Uso excessivo de fones de ouvido pode causar danos auditivos em jovens, aponta estudo da Uepa

Uma pesquisa desenvolvida no curso de Fonoaudiologia da Universidade do Estado do Pará (Uepa) acendeu um alerta importante sobre os riscos do uso inadequado de fones de ouvido, especialmente entre jovens. O estudo revela que 83,4% desse público já apresenta sinais iniciais de perda auditiva, mesmo sem sintomas aparentes.

O trabalho foi realizado pelo recém-formado fonoaudiólogo Levi Alfeu Almeida Lobato Brito, com orientação da professora Liliane Dias e Dias de Macedo. A pesquisa analisou dados de estudos publicados entre 2021 e 2025 em bases nacionais e internacionais, como CAPES, LILACS e PubMed.

De acordo com o levantamento, o uso prolongado de fones em volumes elevados pode causar a chamada Perda Auditiva Induzida por Ruído (PAIR). Além disso, o hábito pode provocar zumbidos, sensibilidade excessiva aos sons e até sintomas fora do ouvido, como irritação, alterações no sono e aceleração dos batimentos cardíacos.

Um dado preocupante é que a maioria dos jovens utiliza fones por mais de uma hora diária e frequentemente acima de 85 decibéis, nível considerado prejudicial à saúde auditiva.

Público mais vulnerável

A faixa etária mais exposta aos riscos está entre 12 e 25 anos. Segundo o estudo, cerca de 78% desses usuários mantêm o uso frequente, muitas vezes sem qualquer controle sobre o volume.

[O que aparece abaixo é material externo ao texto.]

//! Read-only statement policy, checked before anything is executed.

use regex_lite::Regex;
use std::sync::LazyLock;

static FORBIDDEN: LazyLock<Regex> = LazyLock::new(|| {
    Regex::new(r"(?i)\b(INSERT|UPDATE|DELETE|DROP|ALTER|CREATE|TRUNCATE|REPLACE|MERGE|GRANT|REVOKE)\b")
        .expect("forbidden-keyword pattern is valid")
});

static READ_PREFIX: LazyLock<Regex> =
    LazyLock::new(|| Regex::new(r"(?i)^(SELECT|WITH)\b").expect("read-prefix pattern is valid"));

/// Returns the violation text when `statement` may not run.
///
/// Any write/DDL/privilege keyword anywhere in the statement is rejected,
/// including inside string literals and comments.
pub fn check(statement: &str) -> Option<String> {
    let trimmed = statement.trim();

    if let Some(found) = FORBIDDEN.find(trimmed) {
        return Some(format!(
            "SECURITY VIOLATION: {} operation is not allowed. Only read-only SELECT queries are permitted.",
            found.as_str().to_uppercase()
        ));
    }

    if !READ_PREFIX.is_match(trimmed) {
        return Some(
            "SECURITY VIOLATION: Only SELECT queries are allowed. The statement must start with SELECT or WITH."
                .to_string(),
        );
    }

    None
}

#[cfg(test)]
mod tests {
    use super::*;

    #[test]
    fn plain_select_passes() {
        assert_eq!(check("SELECT email FROM customers"), None);
        assert_eq!(check("  select * from customers where updated_at > now()"), None);
    }

    #[test]
    fn cte_passes() {
        assert_eq!(
            check("WITH recent AS (SELECT * FROM customers) SELECT email FROM recent"),
            None
        );
    }

    #[test]
    fn delete_is_rejected_by_name() {
        let violation = check("DELETE FROM customers").unwrap();
        assert!(violation.starts_with("SECURITY VIOLATION: DELETE"));
    }

    #[test]
    fn keyword_match_is_case_insensitive() {
        let violation = check("select 1; drop table customers").unwrap();
        assert!(violation.contains("DROP"));
    }

    #[test]
    fn identifiers_containing_keywords_pass() {
        assert_eq!(
            check("SELECT last_update, created_at, is_deleted FROM customers"),
            None
        );
    }

    #[test]
    fn non_select_prefix_rejected() {
        let violation = check("EXPLAIN SELECT 1").unwrap();
        assert!(violation.contains("Only SELECT queries are allowed"));
        assert!(check("").is_some());
    }

    #[test]
    fn every_forbidden_keyword_is_caught() {
        for kw in [
            "INSERT", "UPDATE", "DELETE", "DROP", "ALTER", "CREATE", "TRUNCATE", "REPLACE", "MERGE",
            "GRANT", "REVOKE",
        ] {
            let statement = format!("WITH x AS (SELECT 1) {kw} something");
            assert!(check(&statement).is_some(), "{kw} slipped through");
        }
    }
}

O pesquisador destaca que muitos casos de perda auditiva começam de forma silenciosa, sendo detectados apenas em exames específicos — o que reforça a importância da prevenção.

Orientações de prevenção

Para evitar danos irreversíveis, especialistas recomendam:

  • Manter o volume em até 60% da capacidade do aparelho
  • Fazer pausas a cada 60 minutos de uso
  • Preferir fones do tipo headset, que cobrem toda a orelha

Mesmo outros modelos, como intra-auriculares ou sem fio, podem ser utilizados, desde que com moderação.

Formação e impacto na saúde pública

A pesquisa também marca um momento importante para a Uepa, que formou sua primeira turma de Fonoaudiologia em 2026. O curso conta com estrutura voltada para a prática clínica e formação de profissionais que atuarão diretamente no Sistema Único de Saúde (SUS).

Segundo a coordenação do curso, a formação desses profissionais representa um avanço significativo para a região Norte, ampliando o acesso à prevenção e ao tratamento de problemas relacionados à comunicação e audição.